Como arquitetos, acabamos relevando mais os equipamentos e a infraestrutura, por sua excepcionalidade ou singularidade, negligenciando por vezes o desenho da casa. O projeto de cada habitação é um elemento que se insere em um contexto mais amplo. Cada casa, por menor que seja, é parte do todo e, por isso, capaz de modificá-lo.

É notável como a arquitetura cotidiana e anônima é – em média – de qualidade superior nas grandes cidades sul-americanas, em comparação com as brasileiras. Talvez isso ocorra em função de normas e legislações mais inteligentes e coerentes, que privilegiam um desenho urbano prévio, o qual praticamente inexiste em nosso caso.

Talvez, também, em função da forma pela qual se organiza a profissão do arquiteto e a valorização do projeto que esses profissionais qualificam, o processo de educação e as escolas de arquiteturas nesses países.

Ou talvez, ainda, pela constatação de que há de fato a construção de um gosto, a necessidade de busca de um prazer estético que, em nosso caso, muitas vezes pode ser questionado, como bem exemplifica a onda de neoclássico que nos assolou na última década e seu assombroso sucesso mercadológico.

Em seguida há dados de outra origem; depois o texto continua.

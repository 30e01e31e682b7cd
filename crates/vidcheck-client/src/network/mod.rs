pub mod api;
pub mod errors;

pub use api::{ApiError, ApiService};
pub use errors::{ExceptionTag, FailureClass, FailureContext, classify, handle_error};

use crate::error::{ClientError, Result};
use crate::state::{AuthService, COOKIES_KEY, TOKEN_KEY};
use serde_json::Value;
use vidcheck_protocol::{
    CheckJobResponse, CheckList, DownloadVideoRequest, HealthResponse, IgnoreVideoRequest,
    LoginRequest, LoginResponse, RefreshResponse, ResultResponse, SignupRequest, StatusResponse,
    UserResponse, endpoints,
};

/// Typed operations against the backend, keeping the session store current
#[derive(Debug, Clone)]
pub struct NetworkClient {
    api: ApiService,
    auth: AuthService,
}

impl NetworkClient {
    /// Cookies saved by an earlier session are loaded into the service's jar
    pub fn new(api: ApiService, auth: AuthService) -> Self {
        if let Some(cookies) = auth.storage().get_item(COOKIES_KEY) {
            api.restore_cookies(&cookies);
        }
        Self { api, auth }
    }

    pub fn api(&self) -> &ApiService {
        &self.api
    }

    pub fn auth(&self) -> &AuthService {
        &self.auth
    }

    /// Persist the jar so a later run can reuse the backend session
    ///
    /// An empty jar is stored as an empty string, dropping expired cookies.
    pub fn save_cookies(&self) {
        let cookies = self.api.cookie_header().unwrap_or_default();
        self.auth.set_data_in_local_storage(COOKIES_KEY, &cookies);
    }

    fn require_token(&self) -> Result<String> {
        self.auth.get_token().ok_or(ClientError::NotAuthenticated)
    }

    // Auth

    pub async fn login(&self, request: &LoginRequest) -> Result<UserResponse> {
        let response: LoginResponse = self.api.post_json(endpoints::LOGIN, request, None).await?;

        // Get user info
        let user: Value = self
            .api
            .get_json(endpoints::ME, Some(response.access_token.as_str()))
            .await?;

        self.auth.store_login(&response.access_token, &user);
        self.save_cookies();
        tracing::info!("Logged in as {}", request.username);

        Ok(serde_json::from_value(user)?)
    }

    pub async fn signup(&self, request: &SignupRequest) -> Result<UserResponse> {
        let user = self.api.post_json(endpoints::SIGNUP, request, None).await?;
        tracing::info!("Signed up {}", request.email);
        Ok(user)
    }

    /// Local storage is wiped even when the backend rejects the request
    pub async fn logout(&self) -> Result<StatusResponse> {
        let token = self.auth.get_token();
        let response: api::Result<StatusResponse> =
            self.api.get_json(endpoints::LOGOUT, token.as_deref()).await;
        self.auth.clear_storage();
        Ok(response?)
    }

    /// The refresh token travels only as a cookie
    pub async fn refresh(&self) -> Result<String> {
        let response: RefreshResponse = self.api.get_json(endpoints::REFRESH, None).await?;
        self.auth
            .set_data_in_local_storage(TOKEN_KEY, &response.access_token);
        self.save_cookies();
        Ok(response.access_token)
    }

    pub async fn me(&self) -> Result<UserResponse> {
        let token = self.require_token()?;
        Ok(self.api.get_json(endpoints::ME, Some(token.as_str())).await?)
    }

    pub async fn health(&self) -> Result<HealthResponse> {
        Ok(self.api.get_json(endpoints::HEALTH, None).await?)
    }

    // Checks

    pub async fn start_check(&self) -> Result<CheckJobResponse> {
        let token = self.auth.get_token();
        Ok(self.api.post_empty(endpoints::CHECKS_START, token.as_deref()).await?)
    }

    /// Background worker state; its shape is owned by the backend
    pub async fn check_status(&self) -> Result<Value> {
        let token = self.auth.get_token();
        Ok(self.api.get_json(endpoints::CHECKS_STATUS, token.as_deref()).await?)
    }

    pub async fn pending_checks(&self) -> Result<CheckList> {
        let token = self.auth.get_token();
        Ok(self.api.get_json(endpoints::CHECKS_LIST, token.as_deref()).await?)
    }

    pub async fn ignore_video(&self, video_id: &str) -> Result<ResultResponse> {
        let token = self.auth.get_token();
        let body = IgnoreVideoRequest {
            video_id: video_id.to_string(),
        };
        Ok(self
            .api
            .post_json(endpoints::CHECKS_IGNORE, &body, token.as_deref())
            .await?)
    }

    pub async fn download_video(&self, video_id: &str, platform: &str) -> Result<ResultResponse> {
        let token = self.auth.get_token();
        let body = DownloadVideoRequest {
            video_id: video_id.to_string(),
            platform: platform.to_string(),
        };
        Ok(self
            .api
            .post_json(endpoints::CHECKS_DOWNLOAD, &body, token.as_deref())
            .await?)
    }
}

No âmbito dos espaços internos da habitação, o que vemos por aqui é uma insistência na reprodução ad nauseam da casa burguesa (ou da casa grande) em áreas diminutas e, em função de um preconceito de partida, não nos permitimos experimentar ou ensaiar novas formas de viver. Por que não admitir espaços de asseio que assimilem a famigerada área de serviço, desconectando-a da cozinha (resquícios de um passado escravista e, depois, de uma sociedade que oprimiu a mulher)? Ou repensar a exagerada presença de áreas de banho multiplicadas pelo número de dormitórios, acrescidas ainda de um banheiro social que remonta às casas bandeiristas, nas quais o visitante ficava do lado de fora ou apartado da família? Ou rever ou diminuir a excessiva compartimentação dos espaços que separam a vida, mesmo dentro do universo familiar?

 

 

 

Sabemos que a casa deve admitir as atividades de quem mora e, desta forma, conformar-se continuamente com a vida deste habitante. Mas não pode olvidar do seu compromisso coletivo com o todo e com os demais. Tem de ser parte integrante da cidade. A casa contemporânea, cada vez mais, deve envolver os espaços abertos do viver no mundo. Não podemos pensar somente em uma casa que se fecha, mas devemos crer em uma casa que se abre. A casa deve – e pode – construir a cidade que imaginamos e o mundo em que vivemos e ainda viveremos.

A casa deve fazer as cidades que desejamos.